A Practical Guide for Runtime Configuration in Angular Applications

Photo by Nick Morrison on Unsplash

Why did we need runtime configuration?

Frontend developers face very common problems like production breaks due to API endpoint changes or typos, build given with specific feature missed, and managing specific builds for various environments (e.g QA, Prod). Typically all of the above entail building and deploying new code. But what if we could get configurations like API endpoints & feature toggles (you can read more about feature toggle here) on the fly?

How much easier would our lives be providing a hotfix for production issues without going for a new build, or having a single build of the codebase for all the environments?

At Zeotap we came up with an approach of reading configurations on the fly (on runtime). Being an Angular shop, this solution was created for an Angular framework, but the principles can be extended to any other popular framework.

What are runtime and build-time configurations?

In an Angular app, the standard command to create a build is ng build. And we can provide a configuration (e.g. environment — QA/Stage/Prod) as below:

ng build --configuration=prod

Here we are providing the config to the application (via CLI) when the build is generated. This is called build-time configuration.

In this case, since we are (with the help of Angular CLI) configuring the application at the time when the build is generated, this is called build-time configuration.

And in the case of runtime configuration, before the application renders we read the necessary configurations and store them at the application code.

Tools necessary and their setup steps

Our Solution:

There are multiple ways to store the configuration and read it at the runtime. The strategy we thought of was to store it in a different repo so that every developer can go and add necessary configurations. The repo has configurations required for the main repo for all environments (QA, Stage, Prod).

We can access the features in our template using Pipes or Directives as below:

  • Impure Pipes — We can use appFeature or appNotFeature to show a template based on whether the feature is enabled/disabled
  • Structural Directives — We can use *appFeature or *appNotFeature for showing template

We will build a single docker image for QA/Staging/Production from Master branch. One docker image will be built, and the configs will be read at the runtime based on the environment we choose for deployment.

PS: We have used Kubernetes as a container-orchestration tool with which the config is read from the secondary repo by changing the volume inside the docker container of the main repo as shown in the image below.

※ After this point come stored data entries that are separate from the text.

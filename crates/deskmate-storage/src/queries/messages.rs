// SPDX-FileCopyrightText: 2026 Deskmate Contributors
// SPDX-License-Identifier: MIT OR Apache-2.0

//! Chat message CRUD operations.

use chrono::Utc;
use deskmate_core::DeskmateError;
use rusqlite::params;

use crate::database::Database;
use crate::models::ChatMessage;

/// Append a message to a session.
pub async fn insert_message(
    db: &Database,
    session_id: i64,
    role: &str,
    content: &str,
) -> Result<ChatMessage, DeskmateError> {
    let role = role.to_string();
    let content = content.to_string();
    let created_at = Utc::now().to_rfc3339();

    let insert_role = role.clone();
    let insert_content = content.clone();
    let insert_created_at = created_at.clone();
    let id = db
        .connection()
        .call(move |conn| {
            conn.execute(
                "INSERT INTO chat_messages (session_id, role, content, created_at)
                 VALUES (?1, ?2, ?3, ?4)",
                params![session_id, insert_role, insert_content, insert_created_at],
            )?;
            Ok(conn.last_insert_rowid())
        })
        .await
        .map_err(crate::database::map_tr_err)?;

    Ok(ChatMessage {
        id,
        session_id,
        role,
        content,
        created_at,
    })
}

/// All messages in a session, oldest first.
pub async fn messages_for_session(
    db: &Database,
    session_id: i64,
) -> Result<Vec<ChatMessage>, DeskmateError> {
    db.connection()
        .call(move |conn| {
            let mut stmt = conn.prepare(
                "SELECT id, session_id, role, content, created_at
                 FROM chat_messages WHERE session_id = ?1 ORDER BY id ASC",
            )?;
            let rows = stmt.query_map(params![session_id], |row| {
                Ok(ChatMessage {
                    id: row.get(0)?,
                    session_id: row.get(1)?,
                    role: row.get(2)?,
                    content: row.get(3)?,
                    created_at: row.get(4)?,
                })
            })?;
            let mut messages = Vec::new();
            for row in rows {
                messages.push(row?);
            }
            Ok(messages)
        })
        .await
        .map_err(crate::database::map_tr_err)
}

/// The employee's most recent messages across all of their sessions,
/// oldest first after the limit is applied.
pub async fn recent_messages(
    db: &Database,
    employee_id: &str,
    limit: usize,
) -> Result<Vec<ChatMessage>, DeskmateError> {
    let employee_id = employee_id.to_string();
    db.connection()
        .call(move |conn| {
            let mut stmt = conn.prepare(
                "SELECT m.id, m.session_id, m.role, m.content, m.created_at
                 FROM chat_messages m
                 JOIN chat_sessions s ON m.session_id = s.id
                 WHERE s.employee_id = ?1
                 ORDER BY m.id DESC LIMIT ?2",
            )?;
            let rows = stmt.query_map(params![employee_id, limit as i64], |row| {
                Ok(ChatMessage {
                    id: row.get(0)?,
                    session_id: row.get(1)?,
                    role: row.get(2)?,
                    content: row.get(3)?,
                    created_at: row.get(4)?,
                })
            })?;
            let mut messages = Vec::new();
            for row in rows {
                messages.push(row?);
            }
            messages.reverse();
            Ok(messages)
        })
        .await
        .map_err(crate::database::map_tr_err)
}
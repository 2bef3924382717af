// SPDX-FileCopyrightText: 2026 Deskmate Contributors
// SPDX-License-Identifier: MIT OR Apache-2.0

//! HTTP request handlers for the gateway REST API.
//!
//! Covers the /health, /api/employees, /api/chat, and /api/memories
//! surfaces. Error bodies are always JSON objects with an `error` field.

use axum::{
    extract::{Path, Query, State},
    http::StatusCode,
    response::{IntoResponse, Response},
    Json,
};
use deskmate_core::{ChatTurn, DeskmateError, Employee};
use deskmate_storage::queries::{employees, messages, sessions};
use serde::{Deserialize, Serialize};

use crate::server::GatewayState;

/// Request body for POST /api/employees.
#[derive(Debug, Deserialize)]
#[serde(rename_all = "camelCase")]
pub struct RegisterRequest {
    #[serde(default)]
    pub employee_id: Option<String>,
    #[serde(default)]
    pub name: Option<String>,
    #[serde(default)]
    pub email: Option<String>,
    #[serde(default)]
    pub department: Option<String>,
}

/// Request body for PUT /api/employees/{employee_id}.
#[derive(Debug, Deserialize)]
#[serde(rename_all = "camelCase")]
pub struct UpdateRequest {
    #[serde(default)]
    pub name: Option<String>,
    #[serde(default)]
    pub email: Option<String>,
    #[serde(default)]
    pub department: Option<String>,
}

/// Request body for POST /api/chat.
#[derive(Debug, Deserialize)]
#[serde(rename_all = "camelCase")]
pub struct ChatRequest {
    #[serde(default)]
    pub employee_id: Option<String>,
    #[serde(default)]
    pub message: Option<String>,
}

/// Query parameters for GET /api/chat/history/{employee_id}.
#[derive(Debug, Deserialize)]
pub struct HistoryQuery {
    #[serde(default)]
    pub limit: Option<usize>,
}

/// Request body for POST /api/chat/new-session.
#[derive(Debug, Deserialize)]
#[serde(rename_all = "camelCase")]
pub struct NewSessionRequest {
    #[serde(default)]
    pub employee_id: Option<String>,
}

/// Request body for POST /api/memories/{employee_id}/search.
#[derive(Debug, Deserialize)]
pub struct MemorySearchRequest {
    #[serde(default)]
    pub query: Option<String>,
    #[serde(default)]
    pub limit: Option<usize>,
}

/// Response body for GET /health.
#[derive(Debug, Serialize)]
pub struct HealthResponse {
    /// Health status string.
    pub status: String,
    /// Binary version.
    pub version: String,
    /// Uptime in seconds.
    pub uptime_secs: u64,
}

fn error_body(status: StatusCode, body: serde_json::Value) -> Response {
    (status, Json(body)).into_response()
}

fn internal_error(error: &DeskmateError, message: &str) -> Response {
    tracing::error!(error = %error, "{message}");
    error_body(
        StatusCode::INTERNAL_SERVER_ERROR,
        serde_json::json!({ "error": message }),
    )
}

/// Looks up the employee or produces the canonical 404 body.
async fn require_employee(state: &GatewayState, employee_id: &str) -> Result<Employee, Response> {
    match employees::get_employee(&state.db, employee_id).await {
        Ok(Some(employee)) => Ok(employee),
        Ok(None) => Err(error_body(
            StatusCode::NOT_FOUND,
            serde_json::json!({ "error": "Employee not found", "employeeId": employee_id }),
        )),
        Err(error) => Err(internal_error(&error, "Failed to fetch employee")),
    }
}

/// GET /health
pub async fn get_health(State(state): State<GatewayState>) -> Response {
    Json(HealthResponse {
        status: "ok".to_string(),
        version: env!("CARGO_PKG_VERSION").to_string(),
        uptime_secs: state.start_time.elapsed().as_secs(),
    })
    .into_response()
}

/// POST /api/employees
pub async fn register_employee(
    State(state): State<GatewayState>,
    Json(body): Json<RegisterRequest>,
) -> Response {
    let (Some(employee_id), Some(name), Some(email)) = (body.employee_id, body.name, body.email)
    else {
        return error_body(
            StatusCode::BAD_REQUEST,
            serde_json::json!({
                "error": "Missing required fields",
                "required": ["employeeId", "name", "email"],
            }),
        );
    };

    match employees::get_employee(&state.db, &employee_id).await {
        Ok(Some(existing)) => {
            return error_body(
                StatusCode::CONFLICT,
                serde_json::json!({
                    "error": "Employee with this ID already exists",
                    "employee": existing,
                }),
            );
        }
        Ok(None) => {}
        Err(error) => return internal_error(&error, "Failed to register employee"),
    }

    let employee = match employees::create_employee(
        &state.db,
        &employee_id,
        &name,
        &email,
        body.department.as_deref(),
    )
    .await
    {
        Ok(employee) => employee,
        Err(error) => return internal_error(&error, "Failed to register employee"),
    };

    // Seed the profile memory; registration succeeds regardless.
    let profile = ChatTurn {
        role: "system".to_string(),
        content: Some(format!(
            "New employee registered: {name} (ID: {employee_id}), Email: {email}, Department: {}",
            employee.department.as_deref().unwrap_or("Not specified"),
        )),
        tool_calls: Vec::new(),
        tool_call_id: None,
    };
    if let Err(error) = state
        .memory
        .add(
            &[profile],
            &employee_id,
            serde_json::json!({ "type": "profile", "action": "registration" }),
        )
        .await
    {
        tracing::warn!(error = %error, "failed to seed profile memory");
    }

    (
        StatusCode::CREATED,
        Json(serde_json::json!({
            "message": "Employee registered successfully",
            "employee": employee,
        })),
    )
        .into_response()
}

/// GET /api/employees
pub async fn list_employees(State(state): State<GatewayState>) -> Response {
    match employees::list_employees(&state.db).await {
        Ok(employees) => Json(serde_json::json!({ "employees": employees })).into_response(),
        Err(error) => internal_error(&error, "Failed to fetch employees"),
    }
}

/// GET /api/employees/{employee_id}
pub async fn get_employee(
    State(state): State<GatewayState>,
    Path(employee_id): Path<String>,
) -> Response {
    match require_employee(&state, &employee_id).await {
        Ok(employee) => Json(serde_json::json!({ "employee": employee })).into_response(),
        Err(response) => response,
    }
}

/// PUT /api/employees/{employee_id}
pub async fn update_employee(
    State(state): State<GatewayState>,
    Path(employee_id): Path<String>,
    Json(body): Json<UpdateRequest>,
) -> Response {
    if let Err(response) = require_employee(&state, &employee_id).await {
        return response;
    }

    match employees::update_employee(
        &state.db,
        &employee_id,
        body.name.as_deref(),
        body.email.as_deref(),
        body.department.as_deref(),
    )
    .await
    {
        Ok(Some(employee)) => Json(serde_json::json!({
            "message": "Employee updated successfully",
            "employee": employee,
        }))
        .into_response(),
        Ok(None) => error_body(
            StatusCode::NOT_FOUND,
            serde_json::json!({ "error": "Employee not found", "employeeId": employee_id }),
        ),
        Err(error) => internal_error(&error, "Failed to update employee"),
    }
}

/// POST /api/chat
pub async fn post_chat(
    State(state): State<GatewayState>,
    Json(body): Json<ChatRequest>,
) -> Response {
    let (Some(employee_id), Some(message)) = (body.employee_id, body.message) else {
        return error_body(
            StatusCode::BAD_REQUEST,
            serde_json::json!({
                "error": "Missing required fields",
                "required": ["employeeId", "message"],
            }),
        );
    };

    match state.engine.process_message(&employee_id, &message).await {
        Ok(outcome) => {
            let memory_saved = outcome
                .memory_saved
                .map(|category| serde_json::json!({ "category": category.to_string() }))
                .unwrap_or(serde_json::Value::Null);
            Json(serde_json::json!({
                "message": outcome.reply,
                "sessionId": outcome.session_id,
                "memorySaved": memory_saved,
            }))
            .into_response()
        }
        Err(DeskmateError::NotFound { .. }) => error_body(
            StatusCode::NOT_FOUND,
            serde_json::json!({ "error": "Employee not found", "employeeId": employee_id }),
        ),
        Err(error) => internal_error(&error, "Failed to process message"),
    }
}

/// GET /api/chat/history/{employee_id}
pub async fn get_chat_history(
    State(state): State<GatewayState>,
    Path(employee_id): Path<String>,
    Query(query): Query<HistoryQuery>,
) -> Response {
    if let Err(response) = require_employee(&state, &employee_id).await {
        return response;
    }

    let session = match sessions::latest_session(&state.db, &employee_id).await {
        Ok(Some(session)) => session,
        Ok(None) => return Json(serde_json::json!({ "messages": [] })).into_response(),
        Err(error) => return internal_error(&error, "Failed to fetch chat history"),
    };

    match messages::messages_for_session(&state.db, session.id).await {
        Ok(all) => {
            let limit = query.limit.unwrap_or(50);
            let messages: Vec<serde_json::Value> = all
                .into_iter()
                .take(limit)
                .map(|m| {
                    serde_json::json!({
                        "id": m.id,
                        "role": m.role,
                        "content": m.content,
                        "timestamp": m.created_at,
                    })
                })
                .collect();
            Json(serde_json::json!({ "sessionId": session.id, "messages": messages }))
                .into_response()
        }
        Err(error) => internal_error(&error, "Failed to fetch chat history"),
    }
}

/// POST /api/chat/new-session
pub async fn new_session(
    State(state): State<GatewayState>,
    Json(body): Json<NewSessionRequest>,
) -> Response {
    let Some(employee_id) = body.employee_id else {
        return error_body(
            StatusCode::BAD_REQUEST,
            serde_json::json!({ "error": "employeeId is required" }),
        );
    };

    if let Err(response) = require_employee(&state, &employee_id).await {
        return response;
    }

    match sessions::create_session(&state.db, &employee_id).await {
        Ok(session) => Json(serde_json::json!({
            "message": "New chat session created",
            "sessionId": session.id,
        }))
        .into_response(),
        Err(error) => internal_error(&error, "Failed to create new session"),
    }
}

/// GET /api/memories/{employee_id}
pub async fn get_memories(
    State(state): State<GatewayState>,
    Path(employee_id): Path<String>,
) -> Response {
    let employee = match require_employee(&state, &employee_id).await {
        Ok(employee) => employee,
        Err(response) => return response,
    };

    match state.memory.get_all(&employee_id).await {
        Ok(memories) => Json(serde_json::json!({
            "employeeId": employee_id,
            "employeeName": employee.name,
            "count": memories.len(),
            "memories": memories,
        }))
        .into_response(),
        Err(error) => internal_error(&error, "Failed to fetch memories"),
    }
}

/// POST /api/memories/{employee_id}/search
pub async fn search_memories(
    State(state): State<GatewayState>,
    Path(employee_id): Path<String>,
    Json(body): Json<MemorySearchRequest>,
) -> Response {
    let Some(query) = body.query else {
        return error_body(
            StatusCode::BAD_REQUEST,
            serde_json::json!({ "error": "Search query is required" }),
        );
    };

    if let Err(response) = require_employee(&state, &employee_id).await {
        return response;
    }

    match state
        .memory
        .search(&query, &employee_id, body.limit.unwrap_or(5))
        .await
    {
        Ok(memories) => Json(serde_json::json!({
            "employeeId": employee_id,
            "query": query,
            "count": memories.len(),
            "memories": memories,
        }))
        .into_response(),
        Err(error) => internal_error(&error, "Failed to search memories"),
    }
}

/// DELETE /api/memories/{employee_id}/{memory_id}
pub async fn delete_memory(
    State(state): State<GatewayState>,
    Path((employee_id, memory_id)): Path<(String, String)>,
) -> Response {
    if let Err(response) = require_employee(&state, &employee_id).await {
        return response;
    }

    match state.memory.delete(&memory_id).await {
        Ok(()) => Json(serde_json::json!({
            "message": "Memory deleted successfully",
            "memoryId": memory_id,
        }))
        .into_response(),
        Err(error) => internal_error(&error, "Failed to delete memory"),
    }
}

/// DELETE /api/memories/{employee_id}
pub async fn delete_all_memories(
    State(state): State<GatewayState>,
    Path(employee_id): Path<String>,
) -> Response {
    if let Err(response) = require_employee(&state, &employee_id).await {
        return response;
    }

    match state.memory.delete_all(&employee_id).await {
        Ok(()) => Json(serde_json::json!({
            "message": "All memories deleted successfully",
            "employeeId": employee_id,
        }))
        .into_response(),
        Err(error) => internal_error(&error, "Failed to delete memories"),
    }
}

Step by step guide on how to migrate from Build-time to Runtime:

I have created a Github repo and deployed it in Github Pages for User Listing App that has commits based on the steps to be followed to migrate your current application from build-time configuration to runtime. The important code snippets have an explanation that can help you better understand moving towards runtime config.

Below are the images of how our application looks when feature VIEW_USER_LISTING is true and false.

Initial app with Build-time

a. Once we have our basic angular application setup ready, we can start with the change in the environment file. Let’s add a userServiceUrl as a service endpoint and VIEW_USER_LISTING as a feature to decide whether to show the User Listing or not.

b. A user service file that reads API endpoint from the environment file for retrieving users

c. A user listing component that accesses VIEW_USER_LISTING feature from the environment file

d. A user listing HTML that uses viewUserListing variable to decide on whether to show the user listing table or not.

This is a common way of accessing a Service URL or a feature in Angular, since we access these variables directly from the environment file our code is tightly coupled with the Environment file or in other words Config. Is it good to have our code tightly coupled with the Config?.

You can access all the above code here.

Code changes for supporting Runtime config

a. With the Runtime configuration, our environment file will have info about neither Service URLs nor Features.

b. We will use a config.json file which will have Service URLs and Features.

c. A config service file that reads the data from config.json at runtime which will be provided by the config repo.

d. A user service file that reads the API endpoint using Config Service for retrieving users.

e. App module’s provider with APP_INITIALIZER. APP_INITIALIZER token is used when we want to have some configuration ready with us before the app is ready to render. And we have used a factory function called appLoader, this function is expected to return a promise, and once it returns the promise the app bootstrap process will continue.

f. App loader file which has the appLoader factory function.

g. A user listing component accessing the feature VIEW_USER_LISTING using Config Service.

h. A user listing HTML accessing the feature using Structural directive & Impure pipe

i. Docker run command using volume option to modify config in runtime, we run a separate container for the config repo so on main repo build we fetch the config.json based on the specific environment.

You can access all the above code here.

Summary:

Compile-time or Build-time configuration provided by Angular works really well for small scale application, but as the config list grows, the chances of facing issues at production due to some config mismatch become higher. Runtime configuration is therefore thebest way to read the config to build an application, independent of the environment.